I like the trip up what was the former US 611, especially the section that runs next to the Delaware River. The bridge in Easton is quite awesome.
U.S. 122 always interested me, because it never really went to any major city.
Also like U.S. 213 a lot, because I've taken Maryland 213 quite often and feel it should still be in operation.
When I lived in California, they pretty much all interested me, because there are so few of them. U.S. 80 in San Diego and Imperial Counties ties with U.S. 101 (especially through the Los Angeles area) as the ones I most am interested.
I like US-99 and wish they would bring it back. CA-99 is certainly long enough in California to abide by AASHTO rules, and it could probably be extended all the way up to Washington along I-5 where needed and along the surviving old alignments.
On the complete other end of the spectrum, I like US-48. The first one, in California from 1926-1931.
I heard about US 66. and i wish i could've visitted it. i heard it was a very nice highway with a lot of folk singers on the road. E-e
Two decommissioned US Highways that have always fascinated are the two missing Florida routes: US 94 and US 541. The east/west US 94 was routed on what is now US 41 from Naples to Miami. It fit perfectly into the national US Highway grid and like its sibling, US 92, was an intra-state highway. US 541, also an intra-state highway, was a child of US 41 and ran along the current US 41 routing from Palmetto to the north end of Tampa. In Tampa it ran on the current US BUS 41 alignment. On a side note, US 41 originally ran on the current US 301 alignment when US 541 existed. Once US 541 was decommissioned, US 41 overtook that route and US 301 was extended to Sarasota using the US 41 routing. One aspect I liked about US 541 was that for a couple of years there was an OPT US 541 route, which ran on the also current US BUS 41 alignment (southeast end of Tampa). They were decommissioned in the early part of the 1950's.

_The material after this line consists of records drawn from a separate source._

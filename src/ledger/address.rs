//! Ledger addresses and program-derived address computation.
//!
//! Addresses are 32-byte values rendered as base58. Record storage locations are not
//! random keys: they are derived from a namespace tag, seed bytes and the program id,
//! so any client can find a record again by recomputing its address.

use serde::{Deserialize, Deserializer, Serialize, Serializer};
use sha2::{Digest, Sha256};
use std::fmt;
use std::str::FromStr;
use thiserror::Error;

/// Maximum length of a single derivation seed, namespace included.
pub const MAX_SEED_LEN: usize = 32;
/// Maximum number of seeds, namespace included.
pub const MAX_SEEDS: usize = 16;

const PDA_MARKER: &[u8] = b"ProgramDerivedAddress";

#[derive(Error, Debug, Clone, PartialEq, Eq)]
pub enum AddressError {
	#[error("invalid base58 address: {0}")]
	InvalidBase58(String),
	#[error("address must be 32 bytes, got {0}")]
	InvalidLength(usize),
}

#[derive(Error, Debug, Clone, PartialEq, Eq)]
pub enum DerivationError {
	#[error("no disambiguator in 0..=255 produced an off-curve address")]
	DerivationExhausted,
	#[error("seed {index} is {len} bytes, maximum is {MAX_SEED_LEN}")]
	SeedTooLong { index: usize, len: usize },
	#[error("{0} seeds supplied, maximum is {MAX_SEEDS}")]
	TooManySeeds(usize),
}

/// A 32-byte ledger address.
#[derive(Clone, Copy, PartialEq, Eq, Hash, PartialOrd, Ord, Default)]
pub struct Address(pub [u8; 32]);

impl Address {
	pub const fn new(bytes: [u8; 32]) -> Self {
		Self(bytes)
	}

	pub fn as_bytes(&self) -> &[u8; 32] {
		&self.0
	}

	pub fn to_bytes(self) -> [u8; 32] {
		self.0
	}

	pub fn decode(encoded: &str) -> Result<Self, AddressError> {
		let bytes = bs58::decode(encoded)
			.into_vec()
			.map_err(|e| AddressError::InvalidBase58(e.to_string()))?;
		let bytes: [u8; 32] = bytes
			.try_into()
			.map_err(|v: Vec<u8>| AddressError::InvalidLength(v.len()))?;
		Ok(Self(bytes))
	}

	pub fn encode(&self) -> String {
		bs58::encode(self.0).into_string()
	}

	/// Whether these bytes decompress to an Ed25519 point, i.e. could be a signing key.
	pub fn is_on_curve(&self) -> bool {
		ed25519_dalek::VerifyingKey::from_bytes(&self.0).is_ok()
	}

	/// Leading characters of the base58 form, used for short record ids.
	pub fn short(&self) -> String {
		self.encode().chars().take(8).collect()
	}
}

impl fmt::Display for Address {
	fn fmt(&self, f: &mut fmt::Formatter<'_>) -> fmt::Result {
		f.write_str(&self.encode())
	}
}

impl fmt::Debug for Address {
	fn fmt(&self, f: &mut fmt::Formatter<'_>) -> fmt::Result {
		write!(f, "Address({})", self.encode())
	}
}

impl FromStr for Address {
	type Err = AddressError;

	fn from_str(s: &str) -> Result<Self, Self::Err> {
		Self::decode(s)
	}
}

impl From<[u8; 32]> for Address {
	fn from(bytes: [u8; 32]) -> Self {
		Self(bytes)
	}
}

impl Serialize for Address {
	fn serialize<S: Serializer>(&self, serializer: S) -> Result<S::Ok, S::Error> {
		serializer.serialize_str(&self.encode())
	}
}

impl<'de> Deserialize<'de> for Address {
	fn deserialize<D: Deserializer<'de>>(deserializer: D) -> Result<Self, D::Error> {
		let encoded = String::deserialize(deserializer)?;
		Address::decode(&encoded).map_err(serde::de::Error::custom)
	}
}

/// Derive the address for `namespace` + `seeds` under `program_id`.
///
/// Tries disambiguators from 255 down to 0 and returns the first whose hash is not a
/// valid curve point, together with that disambiguator. Identical inputs always give
/// identical outputs.
pub fn derive_address(
	namespace: &[u8],
	seeds: &[&[u8]],
	program_id: &Address,
) -> Result<(Address, u8), DerivationError> {
	if seeds.len() + 1 > MAX_SEEDS {
		return Err(DerivationError::TooManySeeds(seeds.len() + 1));
	}
	for (index, seed) in std::iter::once(&namespace).chain(seeds.iter()).enumerate() {
		if seed.len() > MAX_SEED_LEN {
			return Err(DerivationError::SeedTooLong {
				index,
				len: seed.len(),
			});
		}
	}

	for bump in (0..=u8::MAX).rev() {
		let candidate = hash_candidate(namespace, seeds, bump, program_id);
		if !candidate.is_on_curve() {
			return Ok((candidate, bump));
		}
	}

	Err(DerivationError::DerivationExhausted)
}

fn hash_candidate(namespace: &[u8], seeds: &[&[u8]], bump: u8, program_id: &Address) -> Address {
	let mut hasher = Sha256::new();
	hasher.update(namespace);
	for seed in seeds {
		hasher.update(seed);
	}
	hasher.update([bump]);
	hasher.update(program_id.as_bytes());
	hasher.update(PDA_MARKER);
	Address(hasher.finalize().into())
}

#[cfg(test)]
mod tests {
	use super::*;

	const PROGRAM: &str = "Fg6PaFpoGXkYsidMpWTK6W2BeZ7FEfcYkg476zPFsLnS";

	fn program() -> Address {
		PROGRAM.parse().expect("program id parses")
	}

	#[test]
	fn test_base58_roundtrip() {
		let program = program();
		assert_eq!(program.to_string(), PROGRAM);
		assert_eq!(
			Address::decode("11111111111111111111111111111112")
				.expect("system-style address parses")
				.0[31],
			1
		);
	}

	#[test]
	fn test_rejects_wrong_length() {
		assert_eq!(
			Address::decode("1111"),
			Err(AddressError::InvalidLength(4))
		);
		assert!(matches!(
			Address::decode("0OIl"),
			Err(AddressError::InvalidBase58(_))
		));
	}

	#[test]
	fn test_derivation_is_deterministic() {
		let owner = Address::decode("11111111111111111111111111111112").expect("owner parses");
		let first = derive_address(b"user_profile", &[owner.as_bytes()], &program())
			.expect("derivation succeeds");
		let second = derive_address(b"user_profile", &[owner.as_bytes()], &program())
			.expect("derivation succeeds");
		assert_eq!(first, second);
		assert!(!first.0.is_on_curve());
	}

	#[test]
	fn test_derivation_known_vectors() {
		let (dao, bump) = derive_address(b"dao_state", &[], &program()).expect("derives");
		assert_eq!(dao.to_string(), "5TA5HpwaFqhYoNFYq7AYeKghixTEggFMuFVtwzKsyBXy");
		assert_eq!(bump, 255);

		let (activity, bump) = derive_address(b"activity", &[b"1"], &program()).expect("derives");
		assert_eq!(activity.to_string(), "8amjM3e5o1mu8PS7akKV9JrJi5SXXBYqSHRYzrW48KCL");
		assert_eq!(bump, 254);
	}

	#[test]
	fn test_seed_change_changes_address() {
		let (a, _) = derive_address(b"activity", &[b"beach-1"], &program()).expect("derives");
		let (b, _) = derive_address(b"activity", &[b"beach-2"], &program()).expect("derives");
		let (c, _) = derive_address(b"strike", &[b"beach-1"], &program()).expect("derives");
		assert_ne!(a, b);
		assert_ne!(a, c);
	}

	#[test]
	fn test_seed_limits() {
		let long = [7u8; 33];
		assert_eq!(
			derive_address(b"activity", &[&long], &program()),
			Err(DerivationError::SeedTooLong { index: 1, len: 33 })
		);
		let seeds: Vec<&[u8]> = (0..16).map(|_| b"x".as_slice()).collect();
		assert_eq!(
			derive_address(b"activity", &seeds, &program()),
			Err(DerivationError::TooManySeeds(17))
		);
	}

	#[test]
	fn test_serde_uses_base58() {
		let program = program();
		let json = serde_json::to_string(&program).expect("serializes");
		assert_eq!(json, format!("\"{}\"", PROGRAM));
		let back: Address = serde_json::from_str(&json).expect("deserializes");
		assert_eq!(back, program);
	}
}
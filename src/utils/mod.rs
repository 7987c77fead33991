//! Formatting helpers shared by the binary and the sync layer.

pub mod format;

pub use format::{format_token_amount, short_signature};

I drove by US 66 and didnt even realise that the original stretch of (now abandoned) roadway was right next to the freeway near Bloomington, IL where I was driving. Needless to say, my roadgeek senses let me down. So I'd say 66 because its the only one I have really thought about. Even though Detroit has a few, like Woodward which is cool, just not interested in any aspect of that city anymore
US-91 hasn't been decommissioned but it's now a shell of itself, and for some reason it fascinates me even though I've never been to any state it travels through. Oklahoma had the longest stretch of US 66, so I naturally enjoy it too. I've done most of it between Oklahoma City and Springfield, MO.

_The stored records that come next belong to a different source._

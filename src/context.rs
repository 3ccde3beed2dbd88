//! Context assembly: ranked search results to prompt text.

use crate::records::SearchResult;

/// Context returned when retrieval found nothing.
pub const NO_CONTEXT_SENTINEL: &str = "No relevant information found.";

/// Render results as one block per result, separated by a blank line.
///
/// Each block is a `[reference] (relevance: 0.1234)` header line followed by the record text
/// with its blank lines removed, so blocks stay separable. Scores are rounded to four decimal
/// places. Result order is preserved.
pub fn format_context(results: &[SearchResult]) -> String {
    if results.is_empty() {
        return NO_CONTEXT_SENTINEL.to_string();
    }

    results
        .iter()
        .map(|result| {
            format!(
                "[{}] (relevance: {:.4})\n{}",
                result.reference,
                result.search_score,
                compact_lines(&result.text)
            )
        })
        .collect::<Vec<_>>()
        .join("\n\n")
}

fn compact_lines(text: &str) -> String {
    text.lines()
        .map(str::trim_end)
        .filter(|line| !line.trim().is_empty())
        .collect::<Vec<_>>()
        .join("\n")
}

/// Wrap assembled context into the grounding instructions sent as a system message.
pub fn build_system_prompt(context: &str) -> String {
    format!(
        "You are a helpful assistant answering questions about a cited source document. \
Use the following passages, each tagged with its chapter:verse reference, to inform your response:\n\n\
{context}\n\n\
Instructions:\n\
1. Give accurate answers grounded in the passages above and cite their references.\n\
2. If the passages do not contain enough information to answer, say so clearly.\n\
3. Keep a neutral and professional tone.\n\
4. Do not invent information that is absent from the passages or your training data."
    )
}

#[cfg(test)]
mod tests {
    use super::*;

    fn result(reference: &str, text: &str, score: f32) -> SearchResult {
        SearchResult {
            reference: reference.into(),
            text: text.into(),
            search_score: score,
        }
    }

    #[test]
    fn empty_results_map_to_sentinel() {
        assert_eq!(format_context(&[]), NO_CONTEXT_SENTINEL);
    }

    #[test]
    fn one_block_per_result_with_rounded_scores() {
        let context = format_context(&[
            result("2:22", "First passage", 0.912_345),
            result("3:1", "Second passage", 0.5),
            result("10:7", "Third passage", 0.000_04),
        ]);

        let blocks: Vec<&str> = context.split("\n\n").collect();
        assert_eq!(blocks.len(), 3);
        assert_eq!(blocks[0], "[2:22] (relevance: 0.9123)\nFirst passage");
        assert_eq!(blocks[1], "[3:1] (relevance: 0.5000)\nSecond passage");
        assert_eq!(blocks[2], "[10:7] (relevance: 0.0000)\nThird passage");
    }

    #[test]
    fn blank_lines_inside_text_do_not_split_blocks() {
        let context = format_context(&[
            result("1:1", "line one\n\n\nline two\n", 0.7),
            result("1:2", "other", 0.6),
        ]);
        assert_eq!(context.split("\n\n").count(), 2);
        assert!(context.starts_with("[1:1] (relevance: 0.7000)\nline one\nline two"));
    }

    #[test]
    fn system_prompt_embeds_context() {
        let prompt = build_system_prompt("[1:1] (relevance: 1.0000)\nLight");
        assert!(prompt.contains("[1:1] (relevance: 1.0000)\nLight"));
        assert!(prompt.contains("say so clearly"));
    }
}
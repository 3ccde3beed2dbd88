#![deny(missing_docs)]

//! Core library for the citation retrieval-augmented generation server.

/// HTTP routing and REST handlers.
pub mod api;
/// Environment-driven configuration management.
pub mod config;
/// Prompt context assembly from search results.
pub mod context;
/// Embedding client abstraction and adapters.
pub mod embedding;
/// Chat completion client used to answer questions.
pub mod generation;
/// Structured logging and tracing setup.
pub mod logging;
/// Ingestion and query metrics helpers.
pub mod metrics;
/// Ingestion and question answering pipelines.
pub mod pipeline;
/// Citation records and chat message types.
pub mod records;
/// PDF page splitting and model-driven citation segmentation.
pub mod segmenter;
/// Vector store abstraction with Qdrant and in-memory backends.
pub mod store;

Hmm . . . I'd say US-99W in Oregon, which is now OR-99W. I pretty much learned to drive on it. Between Corvallis and McMinnville, it's one of the most well-built 2-lane rural highways around. ODOT needs to stop being silly and raise the speed limit to at least 60. (Currently, non-Interstates are limited to 55mph, a remaining vestige of the NMSL.)
I'd also put US-830 on the list as well. Once the highest numbered US Highway. It was decommissioned, though, because it was entirely in Washington. (It's now SR-14.)

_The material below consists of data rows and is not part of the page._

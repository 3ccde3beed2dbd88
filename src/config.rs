use serde::Deserialize;
use std::env;
use std::path::Path;
use std::sync::OnceLock;
use thiserror::Error;

/// Errors encountered while loading configuration from environment variables.
#[derive(Debug, Error)]
pub enum ConfigError {
    /// Required environment variable was not provided.
    #[error("Missing environment variable: {0}")]
    MissingVariable(String),
    /// Environment variable contained a value that could not be parsed.
    #[error("Invalid value for environment variable: {0}")]
    InvalidValue(String),
    /// An explicitly requested dotenv file is missing or malformed.
    #[error("Failed to load env file {path}: {message}")]
    EnvFile {
        /// Path passed on the command line.
        path: String,
        /// Loader error message.
        message: String,
    },
}

/// Runtime configuration for the citation RAG server.
#[derive(Debug, Clone, Deserialize)]
pub struct Config {
    /// Backend persisting the citation records and their vectors.
    pub vector_store: VectorStoreProvider,
    /// Base URL of the Qdrant instance that stores embeddings.
    pub qdrant_url: String,
    /// Name of the Qdrant collection holding the citation records.
    pub qdrant_collection_name: String,
    /// Optional API key required to access Qdrant.
    pub qdrant_api_key: Option<String>,
    /// Name of the vector field the similarity index is built on.
    pub vector_field_name: String,
    /// Embedding provider used to generate vector representations.
    pub embedding_provider: EmbeddingProvider,
    /// Embedding model identifier passed to the provider.
    pub embedding_model: String,
    /// Dimensionality of the produced vectors.
    pub embedding_dimension: usize,
    /// Base URL of the local Ollama runtime.
    pub ollama_url: Option<String>,
    /// Base URL of an OpenAI-compatible embeddings API.
    pub openai_base_url: Option<String>,
    /// API key for the OpenAI-compatible embeddings API.
    pub openai_api_key: Option<String>,
    /// API key shared by the segmentation and chat models.
    pub gemini_api_key: Option<String>,
    /// Base URL of the native Gemini REST API used for page segmentation.
    pub gemini_base_url: String,
    /// Base URL of the OpenAI-compatible chat completion endpoint.
    pub gemini_openai_base_url: String,
    /// Model used to turn PDF pages into citation records.
    pub segmenter_model: String,
    /// Default chat model used for grounded answers.
    pub chat_model: String,
    /// Default completion budget for grounded answers.
    pub chat_max_tokens: u32,
    /// Number of results returned when a caller omits `top_searches`.
    pub search_default_limit: usize,
    /// Upper bound applied to caller supplied `top_searches`.
    pub search_max_limit: usize,
    /// Pause between two embedded records during PDF ingestion, in milliseconds.
    pub ingest_record_delay_ms: u64,
    /// Pause between two segmented pages during PDF ingestion, in milliseconds.
    pub ingest_page_delay_ms: u64,
    /// Optional override for the HTTP server port.
    pub server_port: Option<u16>,
}

/// Supported embedding backends for the retrieval pipeline.
#[derive(Clone, Copy, Debug, PartialEq, Eq, Deserialize)]
#[serde(rename_all = "lowercase")]
pub enum EmbeddingProvider {
    /// Local Ollama runtime.
    Ollama,
    /// Hosted OpenAI-compatible embeddings API.
    OpenAI,
    /// Deterministic byte-hash encoder that needs no network access.
    Hash,
}

/// Supported storage backends for citation records.
#[derive(Clone, Copy, Debug, PartialEq, Eq, Deserialize)]
#[serde(rename_all = "lowercase")]
pub enum VectorStoreProvider {
    /// Qdrant over its REST API.
    Qdrant,
    /// Process-local store, lost on restart.
    Memory,
}

const DEFAULT_GEMINI_BASE_URL: &str = "https://generativelanguage.googleapis.com/v1beta";
const DEFAULT_GEMINI_OPENAI_BASE_URL: &str =
    "https://generativelanguage.googleapis.com/v1beta/openai";
const DEFAULT_GEMINI_MODEL: &str = "gemini-2.0-flash";

impl Config {
    /// Load configuration from environment variables, performing validation along the way.
    pub fn from_env() -> Result<Self, ConfigError> {
        let search_default_limit = parse_optional("SEARCH_DEFAULT_LIMIT")?.unwrap_or(5);
        let search_max_limit = parse_optional("SEARCH_MAX_LIMIT")?.unwrap_or(50);
        if search_default_limit == 0 || search_max_limit < search_default_limit {
            return Err(ConfigError::InvalidValue("SEARCH_DEFAULT_LIMIT".into()));
        }

        Ok(Self {
            vector_store: load_env_optional("VECTOR_STORE")
                .map(|value| {
                    value
                        .parse()
                        .map_err(|()| ConfigError::InvalidValue("VECTOR_STORE".into()))
                })
                .transpose()?
                .unwrap_or(VectorStoreProvider::Qdrant),
            qdrant_url: load_env_optional("QDRANT_URL")
                .unwrap_or_else(|| "http://127.0.0.1:6333".to_string()),
            qdrant_collection_name: load_env("QDRANT_COLLECTION_NAME")?,
            qdrant_api_key: load_env_optional("QDRANT_API_KEY"),
            vector_field_name: load_env_optional("VECTOR_FIELD_NAME")
                .unwrap_or_else(|| "document_embedding".to_string()),
            embedding_provider: load_env("EMBEDDING_PROVIDER")?.parse().map_err(|()| {
                ConfigError::InvalidValue("EMBEDDING_PROVIDER".to_string())
            })?,
            embedding_model: load_env("EMBEDDING_MODEL")?,
            embedding_dimension: load_env("EMBEDDING_DIMENSION")?
                .parse()
                .ok()
                .filter(|dimension: &usize| *dimension > 0)
                .ok_or_else(|| ConfigError::InvalidValue("EMBEDDING_DIMENSION".to_string()))?,
            ollama_url: load_env_optional("OLLAMA_URL"),
            openai_base_url: load_env_optional("OPENAI_BASE_URL"),
            openai_api_key: load_env_optional("OPENAI_API_KEY"),
            gemini_api_key: load_env_optional("GEMINI_API_KEY"),
            gemini_base_url: load_env_optional("GEMINI_BASE_URL")
                .unwrap_or_else(|| DEFAULT_GEMINI_BASE_URL.to_string()),
            gemini_openai_base_url: load_env_optional("GEMINI_OPENAI_BASE_URL")
                .unwrap_or_else(|| DEFAULT_GEMINI_OPENAI_BASE_URL.to_string()),
            segmenter_model: load_env_optional("SEGMENTER_MODEL")
                .unwrap_or_else(|| DEFAULT_GEMINI_MODEL.to_string()),
            chat_model: load_env_optional("CHAT_MODEL")
                .unwrap_or_else(|| DEFAULT_GEMINI_MODEL.to_string()),
            chat_max_tokens: parse_optional("CHAT_MAX_TOKENS")?.unwrap_or(300),
            search_default_limit,
            search_max_limit,
            ingest_record_delay_ms: parse_optional("INGEST_RECORD_DELAY_MS")?.unwrap_or(500),
            ingest_page_delay_ms: parse_optional("INGEST_PAGE_DELAY_MS")?.unwrap_or(1000),
            server_port: parse_optional("SERVER_PORT")?,
        })
    }
}

fn load_env(key: &str) -> Result<String, ConfigError> {
    env::var(key).map_err(|_| ConfigError::MissingVariable(key.to_string()))
}

fn load_env_optional(key: &str) -> Option<String> {
    env::var(key).ok().filter(|value| !value.trim().is_empty())
}

fn parse_optional<T: std::str::FromStr>(key: &str) -> Result<Option<T>, ConfigError> {
    load_env_optional(key)
        .map(|value| {
            value
                .trim()
                .parse()
                .map_err(|_| ConfigError::InvalidValue(key.to_string()))
        })
        .transpose()
}

impl std::str::FromStr for EmbeddingProvider {
    type Err = ();

    fn from_str(s: &str) -> Result<Self, Self::Err> {
        match s.to_lowercase().as_str() {
            "ollama" => Ok(Self::Ollama),
            "openai" => Ok(Self::OpenAI),
            "hash" => Ok(Self::Hash),
            _ => Err(()),
        }
    }
}

impl std::str::FromStr for VectorStoreProvider {
    type Err = ();

    fn from_str(s: &str) -> Result<Self, Self::Err> {
        match s.to_lowercase().as_str() {
            "qdrant" => Ok(Self::Qdrant),
            "memory" => Ok(Self::Memory),
            _ => Err(()),
        }
    }
}

/// Global configuration cache populated during process start.
pub static CONFIG: OnceLock<Config> = OnceLock::new();

/// Retrieve the loaded configuration, panicking if initialization has not occurred.
pub fn get_config() -> &'static Config {
    CONFIG.get().expect("Config not initialized")
}

/// Load configuration from the environment and install it in the global cache.
///
/// When `env_file` is given it is loaded instead of the `.env` discovered from the working
/// directory.
pub fn init_config(env_file: Option<&Path>) -> Result<&'static Config, ConfigError> {
    load_env_file(env_file)?;
    let config = Config::from_env()?;
    tracing::debug!(
        vector_store = ?config.vector_store,
        qdrant_url = %config.qdrant_url,
        collection = %config.qdrant_collection_name,
        embedding_provider = ?config.embedding_provider,
        embedding_dimension = config.embedding_dimension,
        server_port = ?config.server_port,
        "Loaded configuration"
    );
    Ok(CONFIG.get_or_init(|| config))
}

// The implicit `.env` is optional; an explicit path must load.
fn load_env_file(env_file: Option<&Path>) -> Result<(), ConfigError> {
    match env_file {
        Some(path) => dotenvy::from_path(path)
            .map(|_| ())
            .map_err(|error| ConfigError::EnvFile {
                path: path.display().to_string(),
                message: error.to_string(),
            }),
        None => {
            dotenvy::dotenv().ok();
            Ok(())
        }
    }
}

Add US-10 to that list as well. There's an old stretch of between Ellensburg and Vantage, Washington--the Vantage Highway--which is just a blast to drive.
-Alex (Tarkus)
Although it carries another US Highway designation now, I still miss US 666.
Since there aren't many decommissioned highways around here, I'll have to say U.S. 466. It made a nice cross-California highway, and the sections over the Tehachapi Mountains and near Paso Robles are fun to travel.
I like old US 99-W too, especially travelling along all of the old segments of the highway when I go up the valley. The highway is very well preserved up there.
US-830!
Quote from: Scott5114 on January 23, 2009, 12:02:27 AM
US-91 hasn't been decommissioned but it's now a shell of itself, and for some reason it fascinates me even though I've never been to any state it travels through. Oklahoma had the longest stretch of US 66, so I naturally enjoy it too. I've done most of it between Oklahoma City and Springfield, MO.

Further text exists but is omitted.